● WHAT THIS TASK INVOLVES
Retype, exactly as they appear below, the lines between the line holding "filename crates/spotify/src/upstream/mod.rs" and the line holding "provider for reqwest/rustls.", both ends included.

(Dataset entries)

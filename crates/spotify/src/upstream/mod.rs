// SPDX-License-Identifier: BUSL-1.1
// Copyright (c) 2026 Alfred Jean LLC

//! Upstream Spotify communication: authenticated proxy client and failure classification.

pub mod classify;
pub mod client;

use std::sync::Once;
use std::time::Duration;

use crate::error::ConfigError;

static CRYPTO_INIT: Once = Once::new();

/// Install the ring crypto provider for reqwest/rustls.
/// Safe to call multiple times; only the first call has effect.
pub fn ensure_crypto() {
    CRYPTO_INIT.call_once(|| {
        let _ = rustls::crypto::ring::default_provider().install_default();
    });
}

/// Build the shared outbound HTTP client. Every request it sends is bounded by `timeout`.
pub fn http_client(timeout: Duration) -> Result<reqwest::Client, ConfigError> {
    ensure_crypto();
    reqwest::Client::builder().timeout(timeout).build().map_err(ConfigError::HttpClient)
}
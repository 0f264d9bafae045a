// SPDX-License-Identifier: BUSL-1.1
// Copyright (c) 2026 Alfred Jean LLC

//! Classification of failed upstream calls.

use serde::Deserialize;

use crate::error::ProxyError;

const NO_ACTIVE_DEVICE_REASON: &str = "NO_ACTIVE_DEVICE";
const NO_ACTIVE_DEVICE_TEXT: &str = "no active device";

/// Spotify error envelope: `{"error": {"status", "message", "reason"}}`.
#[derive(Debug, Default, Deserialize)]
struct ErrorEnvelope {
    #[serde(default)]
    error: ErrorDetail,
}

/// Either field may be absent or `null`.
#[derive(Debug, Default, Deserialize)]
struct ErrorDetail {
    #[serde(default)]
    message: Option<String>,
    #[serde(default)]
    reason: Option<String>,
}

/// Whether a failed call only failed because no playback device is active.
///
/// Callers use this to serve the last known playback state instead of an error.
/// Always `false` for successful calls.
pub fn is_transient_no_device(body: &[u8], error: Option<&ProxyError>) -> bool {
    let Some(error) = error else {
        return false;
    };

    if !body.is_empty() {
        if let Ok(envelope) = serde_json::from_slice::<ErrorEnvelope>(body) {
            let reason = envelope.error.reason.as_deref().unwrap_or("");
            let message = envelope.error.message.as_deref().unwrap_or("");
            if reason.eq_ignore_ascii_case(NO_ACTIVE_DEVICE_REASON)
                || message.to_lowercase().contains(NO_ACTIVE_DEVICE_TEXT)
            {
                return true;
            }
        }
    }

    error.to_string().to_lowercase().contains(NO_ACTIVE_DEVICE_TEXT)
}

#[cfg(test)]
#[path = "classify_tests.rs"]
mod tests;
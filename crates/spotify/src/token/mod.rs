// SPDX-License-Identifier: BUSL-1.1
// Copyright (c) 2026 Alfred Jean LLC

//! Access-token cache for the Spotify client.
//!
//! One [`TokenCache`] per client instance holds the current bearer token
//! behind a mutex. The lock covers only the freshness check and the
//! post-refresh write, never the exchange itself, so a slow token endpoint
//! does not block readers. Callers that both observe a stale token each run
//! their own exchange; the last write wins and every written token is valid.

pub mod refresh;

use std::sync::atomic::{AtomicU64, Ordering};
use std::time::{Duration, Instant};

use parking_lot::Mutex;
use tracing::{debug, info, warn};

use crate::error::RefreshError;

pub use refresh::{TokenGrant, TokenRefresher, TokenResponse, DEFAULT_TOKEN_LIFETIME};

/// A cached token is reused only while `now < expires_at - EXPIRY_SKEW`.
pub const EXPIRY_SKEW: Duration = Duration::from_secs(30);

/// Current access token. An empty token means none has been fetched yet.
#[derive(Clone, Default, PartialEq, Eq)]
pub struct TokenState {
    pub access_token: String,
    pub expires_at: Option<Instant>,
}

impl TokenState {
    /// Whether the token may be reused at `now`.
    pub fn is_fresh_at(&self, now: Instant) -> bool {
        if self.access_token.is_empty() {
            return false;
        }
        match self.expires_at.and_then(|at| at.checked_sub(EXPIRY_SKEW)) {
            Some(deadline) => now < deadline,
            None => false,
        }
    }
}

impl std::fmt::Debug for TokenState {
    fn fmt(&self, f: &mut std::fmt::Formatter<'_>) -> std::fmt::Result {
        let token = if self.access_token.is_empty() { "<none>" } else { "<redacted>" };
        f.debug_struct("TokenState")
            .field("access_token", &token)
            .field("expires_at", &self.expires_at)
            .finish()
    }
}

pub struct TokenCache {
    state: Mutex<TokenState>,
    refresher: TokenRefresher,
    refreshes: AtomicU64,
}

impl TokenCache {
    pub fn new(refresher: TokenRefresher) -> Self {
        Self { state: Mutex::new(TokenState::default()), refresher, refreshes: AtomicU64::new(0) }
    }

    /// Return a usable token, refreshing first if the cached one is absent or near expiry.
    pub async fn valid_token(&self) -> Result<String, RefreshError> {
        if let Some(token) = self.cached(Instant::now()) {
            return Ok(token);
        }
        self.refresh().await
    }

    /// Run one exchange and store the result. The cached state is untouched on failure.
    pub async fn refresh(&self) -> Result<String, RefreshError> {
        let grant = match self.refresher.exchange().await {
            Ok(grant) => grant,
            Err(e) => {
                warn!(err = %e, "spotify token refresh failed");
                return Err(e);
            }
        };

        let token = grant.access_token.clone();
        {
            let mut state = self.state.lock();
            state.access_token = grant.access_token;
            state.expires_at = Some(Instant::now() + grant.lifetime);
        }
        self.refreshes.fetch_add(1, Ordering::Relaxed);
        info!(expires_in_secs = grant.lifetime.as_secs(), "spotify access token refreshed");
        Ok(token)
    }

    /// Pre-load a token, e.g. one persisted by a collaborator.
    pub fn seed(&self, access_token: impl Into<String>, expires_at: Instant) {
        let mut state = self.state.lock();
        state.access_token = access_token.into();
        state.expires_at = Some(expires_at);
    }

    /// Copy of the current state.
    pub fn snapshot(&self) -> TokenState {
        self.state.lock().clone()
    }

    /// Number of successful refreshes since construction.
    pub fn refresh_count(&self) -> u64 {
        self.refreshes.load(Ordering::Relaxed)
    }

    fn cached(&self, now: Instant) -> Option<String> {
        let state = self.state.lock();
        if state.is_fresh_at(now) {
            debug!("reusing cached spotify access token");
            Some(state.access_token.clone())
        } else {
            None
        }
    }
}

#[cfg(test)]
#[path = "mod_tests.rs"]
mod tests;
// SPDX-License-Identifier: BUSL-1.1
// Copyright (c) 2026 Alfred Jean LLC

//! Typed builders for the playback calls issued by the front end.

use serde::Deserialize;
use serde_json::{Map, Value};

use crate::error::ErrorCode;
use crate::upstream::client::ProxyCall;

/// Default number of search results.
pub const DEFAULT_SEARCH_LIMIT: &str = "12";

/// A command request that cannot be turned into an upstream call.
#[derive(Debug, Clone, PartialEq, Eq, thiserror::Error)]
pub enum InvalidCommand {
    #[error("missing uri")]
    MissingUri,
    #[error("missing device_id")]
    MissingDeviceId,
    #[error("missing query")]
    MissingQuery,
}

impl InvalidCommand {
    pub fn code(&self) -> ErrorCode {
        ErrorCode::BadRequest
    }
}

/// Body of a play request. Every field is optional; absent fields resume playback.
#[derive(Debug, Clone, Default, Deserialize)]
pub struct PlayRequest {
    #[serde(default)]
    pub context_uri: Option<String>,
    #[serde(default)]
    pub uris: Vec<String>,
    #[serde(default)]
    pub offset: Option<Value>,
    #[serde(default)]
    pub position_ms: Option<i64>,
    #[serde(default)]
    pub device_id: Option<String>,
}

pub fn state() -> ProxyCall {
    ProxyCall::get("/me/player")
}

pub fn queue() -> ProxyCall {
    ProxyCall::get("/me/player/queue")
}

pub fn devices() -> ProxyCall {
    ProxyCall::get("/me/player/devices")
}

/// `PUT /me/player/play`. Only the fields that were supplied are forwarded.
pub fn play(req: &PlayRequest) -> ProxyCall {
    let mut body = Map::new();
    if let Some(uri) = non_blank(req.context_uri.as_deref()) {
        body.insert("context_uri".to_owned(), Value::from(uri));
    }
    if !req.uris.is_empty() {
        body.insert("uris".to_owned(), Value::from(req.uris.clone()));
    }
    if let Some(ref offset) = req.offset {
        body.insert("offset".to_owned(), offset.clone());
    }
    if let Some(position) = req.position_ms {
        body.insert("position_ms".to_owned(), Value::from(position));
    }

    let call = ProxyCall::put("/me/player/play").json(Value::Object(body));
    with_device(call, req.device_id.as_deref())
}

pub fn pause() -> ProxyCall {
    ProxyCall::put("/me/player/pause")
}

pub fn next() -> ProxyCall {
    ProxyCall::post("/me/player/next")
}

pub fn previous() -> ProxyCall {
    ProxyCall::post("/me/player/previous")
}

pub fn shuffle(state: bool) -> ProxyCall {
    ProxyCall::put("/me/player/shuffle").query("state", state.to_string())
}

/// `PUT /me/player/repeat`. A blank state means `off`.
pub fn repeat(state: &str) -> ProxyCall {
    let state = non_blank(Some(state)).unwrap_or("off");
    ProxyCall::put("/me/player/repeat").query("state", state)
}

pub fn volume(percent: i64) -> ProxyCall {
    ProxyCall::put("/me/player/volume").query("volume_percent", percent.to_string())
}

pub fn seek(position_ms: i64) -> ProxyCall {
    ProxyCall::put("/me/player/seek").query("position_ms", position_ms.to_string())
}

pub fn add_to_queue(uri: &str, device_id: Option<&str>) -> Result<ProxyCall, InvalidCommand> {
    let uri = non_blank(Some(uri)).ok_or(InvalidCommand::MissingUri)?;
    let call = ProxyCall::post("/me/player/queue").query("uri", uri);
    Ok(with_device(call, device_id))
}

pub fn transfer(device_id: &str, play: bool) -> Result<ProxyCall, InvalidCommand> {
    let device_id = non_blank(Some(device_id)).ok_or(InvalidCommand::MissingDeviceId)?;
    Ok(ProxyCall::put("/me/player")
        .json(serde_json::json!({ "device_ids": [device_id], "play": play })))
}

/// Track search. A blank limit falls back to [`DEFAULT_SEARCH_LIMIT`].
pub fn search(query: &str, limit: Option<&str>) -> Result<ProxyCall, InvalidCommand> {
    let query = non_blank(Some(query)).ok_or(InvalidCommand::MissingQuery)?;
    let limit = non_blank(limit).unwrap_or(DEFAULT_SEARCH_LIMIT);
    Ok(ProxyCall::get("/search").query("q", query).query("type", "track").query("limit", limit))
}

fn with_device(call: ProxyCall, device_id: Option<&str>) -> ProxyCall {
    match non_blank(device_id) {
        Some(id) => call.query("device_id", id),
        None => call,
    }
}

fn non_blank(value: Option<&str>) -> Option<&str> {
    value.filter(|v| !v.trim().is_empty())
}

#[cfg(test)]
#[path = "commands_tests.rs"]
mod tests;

...

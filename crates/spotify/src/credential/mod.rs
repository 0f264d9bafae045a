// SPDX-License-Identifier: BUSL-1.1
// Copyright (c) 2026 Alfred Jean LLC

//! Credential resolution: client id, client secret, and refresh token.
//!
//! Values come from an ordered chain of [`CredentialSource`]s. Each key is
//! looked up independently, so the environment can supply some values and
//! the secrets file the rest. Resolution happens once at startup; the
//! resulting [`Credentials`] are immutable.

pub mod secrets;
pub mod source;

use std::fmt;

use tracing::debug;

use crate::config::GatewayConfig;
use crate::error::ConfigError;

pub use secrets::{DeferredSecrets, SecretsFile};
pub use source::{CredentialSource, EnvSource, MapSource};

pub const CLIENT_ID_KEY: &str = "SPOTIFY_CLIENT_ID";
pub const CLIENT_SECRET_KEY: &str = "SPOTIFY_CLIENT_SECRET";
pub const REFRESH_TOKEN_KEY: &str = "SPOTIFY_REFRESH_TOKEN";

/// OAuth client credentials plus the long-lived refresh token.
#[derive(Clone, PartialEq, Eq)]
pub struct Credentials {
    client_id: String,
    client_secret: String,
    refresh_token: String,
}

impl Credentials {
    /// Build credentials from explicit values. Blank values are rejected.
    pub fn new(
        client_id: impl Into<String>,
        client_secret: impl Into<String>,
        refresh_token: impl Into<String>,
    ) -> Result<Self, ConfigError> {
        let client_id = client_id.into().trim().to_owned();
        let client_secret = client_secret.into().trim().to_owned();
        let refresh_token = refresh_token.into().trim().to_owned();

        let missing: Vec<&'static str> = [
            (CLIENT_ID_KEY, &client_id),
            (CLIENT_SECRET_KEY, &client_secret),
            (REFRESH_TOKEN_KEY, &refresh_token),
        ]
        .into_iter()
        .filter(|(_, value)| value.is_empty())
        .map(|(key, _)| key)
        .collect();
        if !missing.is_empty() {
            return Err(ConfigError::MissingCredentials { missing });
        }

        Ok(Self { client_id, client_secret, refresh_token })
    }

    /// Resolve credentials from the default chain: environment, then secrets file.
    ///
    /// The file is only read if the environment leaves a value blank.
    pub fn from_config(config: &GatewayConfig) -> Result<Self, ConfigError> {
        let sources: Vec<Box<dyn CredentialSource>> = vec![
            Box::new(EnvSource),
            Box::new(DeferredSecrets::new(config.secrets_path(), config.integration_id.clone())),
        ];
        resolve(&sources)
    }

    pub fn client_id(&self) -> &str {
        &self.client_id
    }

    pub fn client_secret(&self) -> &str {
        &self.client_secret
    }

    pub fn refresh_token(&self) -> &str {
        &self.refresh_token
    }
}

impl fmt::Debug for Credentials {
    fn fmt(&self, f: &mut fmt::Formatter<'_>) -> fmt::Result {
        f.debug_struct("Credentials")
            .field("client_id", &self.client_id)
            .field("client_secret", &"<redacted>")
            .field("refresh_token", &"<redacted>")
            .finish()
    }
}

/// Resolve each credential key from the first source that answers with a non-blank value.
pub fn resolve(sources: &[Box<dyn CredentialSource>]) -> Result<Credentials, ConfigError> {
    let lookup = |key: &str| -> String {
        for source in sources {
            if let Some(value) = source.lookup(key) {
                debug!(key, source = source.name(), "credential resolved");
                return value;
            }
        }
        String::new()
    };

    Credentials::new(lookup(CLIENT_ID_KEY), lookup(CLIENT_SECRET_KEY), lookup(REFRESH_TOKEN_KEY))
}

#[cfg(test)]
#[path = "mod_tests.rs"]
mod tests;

● RESPONSE FOR THIS EXERCISE
filename crates/spotify/src/upstream/mod.rs
// SPDX-License-Identifier: BUSL-1.1
// Copyright (c) 2026 Alfred Jean LLC

//! Upstream Spotify communication: authenticated proxy client and failure classification.

pub mod classify;
pub mod client;

use std::sync::Once;
use std::time::Duration;

use crate::error::ConfigError;

static CRYPTO_INIT: Once = Once::new();

/// Install the ring crypto provider for reqwest/rustls.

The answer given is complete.